══ SUPPLIED DATA

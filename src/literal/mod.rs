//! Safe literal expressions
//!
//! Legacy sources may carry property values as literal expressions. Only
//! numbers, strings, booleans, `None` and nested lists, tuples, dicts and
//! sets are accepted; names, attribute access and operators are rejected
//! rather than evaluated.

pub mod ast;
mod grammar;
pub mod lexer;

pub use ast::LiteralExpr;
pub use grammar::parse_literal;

════

**TASK REQUIREMENTS**
Would you tally the lines above that include "grammar" and reply with only the total?

**YOUR SOLUTION**
2